─── Stored data
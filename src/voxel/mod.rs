//! Voxel grid coordinates.
//!
//! Voxels are enumerated width-major: the linear index of voxel `(x, y, z)`
//! in a `width x height x depth` grid is `x * height * depth + y * depth + z`.
//! Both the enumeration in [`voxel_to_cartesian`] and every occupancy lookup
//! go through [`GridShape::linear_index`], so the two can never disagree.
//! This single convention stands in for the `shape.x * v.x + shape.y * v.y + v.z`
//! flattening once used for obstacle lookups, which did not match the
//! enumeration order and could alias distinct voxels.

use glam::{DVec3, IVec3};
use serde::{Deserialize, Serialize};

use crate::error::ConfigError;

/// Size of a voxel grid in voxels per axis.
#[derive(Debug, Clone, Copy, PartialEq, Eq, Hash, Serialize, Deserialize)]
pub struct GridShape {
    pub width: usize,
    pub height: usize,
    pub depth: usize,
}

impl GridShape {
    /// Create a shape, rejecting empty axes.
    pub fn new(width: usize, height: usize, depth: usize) -> Result<Self, ConfigError> {
        if width == 0 || height == 0 || depth == 0 {
            return Err(ConfigError::EmptyAxis([width, height, depth]));
        }
        Ok(Self {
            width,
            height,
            depth,
        })
    }

    /// Create a shape from a `[width, height, depth]` slice.
    pub fn from_dims(dims: &[usize]) -> Result<Self, ConfigError> {
        match *dims {
            [width, height, depth] => Self::new(width, height, depth),
            _ => Err(ConfigError::InvalidShape(dims.len())),
        }
    }

    /// Total number of voxels.
    pub fn num_voxels(&self) -> usize {
        self.width * self.height * self.depth
    }

    pub fn as_array(&self) -> [usize; 3] {
        [self.width, self.height, self.depth]
    }

    /// Whether `coord` lies inside the grid.
    pub fn contains(&self, coord: IVec3) -> bool {
        coord.x >= 0
            && coord.y >= 0
            && coord.z >= 0
            && (coord.x as usize) < self.width
            && (coord.y as usize) < self.height
            && (coord.z as usize) < self.depth
    }

    /// Linear index of a voxel coordinate, `None` outside the grid.
    pub fn linear_index(&self, coord: IVec3) -> Option<usize> {
        if !self.contains(coord) {
            return None;
        }
        let (x, y, z) = (coord.x as usize, coord.y as usize, coord.z as usize);
        Some(x * self.height * self.depth + y * self.depth + z)
    }

    /// Voxel coordinate of a linear index.
    ///
    /// Indices past the end of the grid wrap along the width axis; callers
    /// are expected to stay below [`GridShape::num_voxels`].
    pub fn coordinate(&self, index: usize) -> IVec3 {
        let plane = self.height * self.depth;
        let x = index / plane;
        let y = (index % plane) / self.depth;
        let z = index % self.depth;
        IVec3::new(x as i32, y as i32, z as i32)
    }
}

/// Coordinates of every voxel, in linear index order.
pub fn voxel_to_cartesian(shape: &GridShape) -> Vec<IVec3> {
    let mut cartesian = Vec::with_capacity(shape.num_voxels());
    for w in 0..shape.width {
        for h in 0..shape.height {
            for d in 0..shape.depth {
                cartesian.push(IVec3::new(w as i32, h as i32, d as i32));
            }
        }
    }
    cartesian
}

/// Unit vector with the direction of `vector`.
///
/// Returns `None` for a zero-length (or non-finite) vector, which happens
/// when a camera and a target share a voxel.
pub fn normalize(vector: DVec3) -> Option<DVec3> {
    vector.try_normalize()
}

#[cfg(test)]
mod tests {
    use super::*;

    #[test]
    fn test_shape_validation() {
        assert!(GridShape::from_dims(&[3, 4, 5]).is_ok());
        assert!(matches!(
            GridShape::from_dims(&[3, 4]),
            Err(ConfigError::InvalidShape(2))
        ));
        assert!(matches!(
            GridShape::from_dims(&[3, 4, 5, 6]),
            Err(ConfigError::InvalidShape(4))
        ));
        assert!(matches!(
            GridShape::from_dims(&[3, 0, 5]),
            Err(ConfigError::EmptyAxis([3, 0, 5]))
        ));
    }

    #[test]
    fn test_cartesian_enumeration_order() {
        let shape = GridShape::new(2, 2, 3).unwrap();
        let cartesian = voxel_to_cartesian(&shape);

        assert_eq!(cartesian.len(), 12);
        assert_eq!(cartesian[0], IVec3::new(0, 0, 0));
        assert_eq!(cartesian[1], IVec3::new(0, 0, 1));
        assert_eq!(cartesian[3], IVec3::new(0, 1, 0));
        assert_eq!(cartesian[6], IVec3::new(1, 0, 0));
        assert_eq!(cartesian[11], IVec3::new(1, 1, 2));
    }

    #[test]
    fn test_cartesian_linear_index_bijection() {
        for dims in [[1, 1, 1], [3, 1, 1], [1, 4, 2], [4, 3, 5], [2, 7, 3]] {
            let shape = GridShape::from_dims(&dims).unwrap();
            let cartesian = voxel_to_cartesian(&shape);
            assert_eq!(cartesian.len(), shape.num_voxels());

            for (index, coord) in cartesian.iter().enumerate() {
                assert_eq!(shape.linear_index(*coord), Some(index), "{:?} {:?}", dims, coord);
                assert_eq!(shape.coordinate(index), *coord);
            }
        }
    }

    #[test]
    fn test_linear_index_outside_grid() {
        let shape = GridShape::new(2, 2, 2).unwrap();
        assert_eq!(shape.linear_index(IVec3::new(-1, 0, 0)), None);
        assert_eq!(shape.linear_index(IVec3::new(0, 2, 0)), None);
        assert_eq!(shape.linear_index(IVec3::new(0, 0, 2)), None);
        assert_eq!(shape.linear_index(IVec3::new(1, 1, 1)), Some(7));
    }

    #[test]
    fn test_normalize_unit_length() {
        let vectors = [
            DVec3::new(1.0, 0.0, 0.0),
            DVec3::new(3.0, 4.0, 0.0),
            DVec3::new(-2.0, 5.0, 7.0),
            DVec3::new(1e-3, -1e-3, 2e-3),
        ];
        for v in vectors {
            let unit = normalize(v).unwrap();
            assert!((unit.length() - 1.0).abs() < 1e-12);
            assert!(unit.dot(v) > 0.0);
        }
    }

    #[test]
    fn test_normalize_zero_vector() {
        assert_eq!(normalize(DVec3::ZERO), None);
    }
}
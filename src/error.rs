//! Error types shared across the crate.

use thiserror::Error;

/// Invalid or inconsistent input. Construction of the offending component is
/// aborted and no partial result is produced.
#[derive(Error, Debug)]
pub enum ConfigError {
    #[error("`shape` should be [width, height, depth], got {0} dimensions")]
    InvalidShape(usize),
    #[error("every axis of the grid must hold at least one voxel, got {0:?}")]
    EmptyAxis([usize; 3]),
    #[error("`{field}` holds {actual} voxels but the grid has {expected}")]
    VoxelCountMismatch {
        field: &'static str,
        expected: usize,
        actual: usize,
    },
    #[error("voxel_len should be a positive length in meters, got {0}")]
    InvalidVoxelLength(f64),
    #[error("camera {index}: `{field}` needs exactly {expected} values, got {actual}")]
    WrongArity {
        field: &'static str,
        index: usize,
        expected: usize,
        actual: usize,
    },
    #[error("inconsistent camera settings: `{field}` has {actual} entries, expected {expected}")]
    CameraArrayMismatch {
        field: &'static str,
        expected: usize,
        actual: usize,
    },
    #[error("no {kind} provider registered under `{name}`")]
    UnknownProvider { kind: &'static str, name: String },
    #[error("IO error: {0}")]
    Io(#[from] std::io::Error),
    #[error("JSON error: {0}")]
    Json(#[from] serde_json::Error),
    #[error("XML parse error: {0}")]
    XmlParse(#[from] quick_xml::DeError),
    #[error("XML write error: {0}")]
    XmlWrite(#[from] quick_xml::SeError),
}

/// Failures of a visibility computation.
#[derive(Error, Debug)]
pub enum VisibilityError {
    #[error("got {cameras} camera candidates for {voxels} voxels")]
    CameraCountMismatch { cameras: usize, voxels: usize },
    #[error("sample_step should be a positive number of voxels, got {0}")]
    InvalidSampleStep(f64),
    #[error("visibility computation was cancelled")]
    Cancelled,
    #[error("a visibility worker thread panicked")]
    WorkerFailed,
}

/// Failures while building or evaluating a coverage problem.
#[derive(Error, Debug, PartialEq)]
pub enum ProblemError {
    #[error("`{field}` has {actual} entries, expected {expected}")]
    DimensionMismatch {
        field: &'static str,
        expected: usize,
        actual: usize,
    },
    #[error("variable {index} = {value} lies outside its bounds")]
    OutOfBounds { index: usize, value: f64 },
}

/// Failures while saving or loading visibility results.
#[derive(Error, Debug)]
pub enum ExportError {
    #[error("IO error: {0}")]
    Io(#[from] std::io::Error),
    #[error("encoding error: {0}")]
    Encode(#[from] bincode::Error),
    #[error("decompression error: {0}")]
    Decompress(#[from] lz4_flex::block::DecompressError),
    #[error("JSON error: {0}")]
    Json(#[from] serde_json::Error),
    #[error("not a visibility file")]
    BadMagic,
    #[error("unsupported visibility file version {0}")]
    UnsupportedVersion(u32),
    #[error("corrupt visibility file: {0}")]
    Corrupt(String),
}

/// Failure anywhere in a configured run.
#[derive(Error, Debug)]
pub enum RunError {
    #[error(transparent)]
    Config(#[from] ConfigError),
    #[error(transparent)]
    Visibility(#[from] VisibilityError),
}
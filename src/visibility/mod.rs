//! Camera-to-target visibility.
//!
//! For every (target, camera) voxel pair the engine checks, in order:
//! - the camera is available (non-zero far DOF limit)
//! - the target lies inside the camera's field-of-view cone
//! - the target distance lies inside the camera's depth of field
//! - no occupied voxel sits on the line of sight (ray march)
//!
//! Pairs are independent, so camera columns are spread over a fixed pool of
//! worker threads.

mod control;
mod engine;
mod geometry;
mod matrix;
mod occlusion;

pub use control::{RunControl, VisibilityEvent};
pub use engine::{
    compute_visibility, EngineConfig, VisibilityEngine, DEFAULT_SAMPLE_STEP, MAX_SAFE_SAMPLE_STEP,
};
pub use geometry::{angle_of_view, in_depth_of_field, in_field_of_view, AngleOfView};
pub use matrix::{BinaryMatrix, VisibilityMatrix};
pub use occlusion::{is_blocked, line_of_sight};
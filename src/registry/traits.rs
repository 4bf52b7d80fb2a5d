//! Provider traits for the pluggable pipeline stages.
//!
//! Each stage of a run is resolved by the `type` name in its configuration
//! section. Implementations must be `Send + Sync` so a registry can be
//! shared between threads.

use crate::camera::CameraCandidates;
use crate::config::{CameraConfig, EnvironmentConfig, VisibilityConfig};
use crate::diagnostics::Diagnostics;
use crate::environment::VoxelEnvironment;
use crate::error::{ConfigError, VisibilityError};
use crate::visibility::{RunControl, VisibilityMatrix};

/// Builds the voxel environment of a run.
pub trait EnvironmentProvider: Send + Sync {
    /// Name matched against `environment.type` (e.g., "base")
    fn type_name(&self) -> &'static str;

    fn build(&self, config: &EnvironmentConfig) -> Result<VoxelEnvironment, ConfigError>;
}

/// Builds the camera candidate set of a run.
pub trait CameraSetProvider: Send + Sync {
    /// Name matched against `cameras.type`
    fn type_name(&self) -> &'static str;

    fn build(
        &self,
        config: &CameraConfig,
        diagnostics: &Diagnostics,
    ) -> Result<CameraCandidates, ConfigError>;
}

/// Computes the visibility matrix of a run.
pub trait VisibilityProvider: Send + Sync {
    /// Name matched against `visibility.type`
    fn type_name(&self) -> &'static str;

    fn compute(
        &self,
        env: &VoxelEnvironment,
        cameras: &CameraCandidates,
        config: &VisibilityConfig,
        diagnostics: &Diagnostics,
        control: &RunControl,
    ) -> Result<VisibilityMatrix, VisibilityError>;
}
──────
(Try it) Starting at the first line of the records above, please copy each line exactly until you reach the line containing "alias distinct voxels.". Include that line and stop there.

(Reply to the task)
filename src/voxel/mod.rs
//! Voxel grid coordinates.
//!
//! Voxels are enumerated width-major: the linear index of voxel `(x, y, z)`
//! in a `width x height x depth` grid is `x * height * depth + y * depth + z`.
//! Both the enumeration in [`voxel_to_cartesian`] and every occupancy lookup
//! go through [`GridShape::linear_index`], so the two can never disagree.
//! This single convention stands in for the `shape.x * v.x + shape.y * v.y + v.z`
//! flattening once used for obstacle lookups, which did not match the
//! enumeration order and could alias distinct voxels.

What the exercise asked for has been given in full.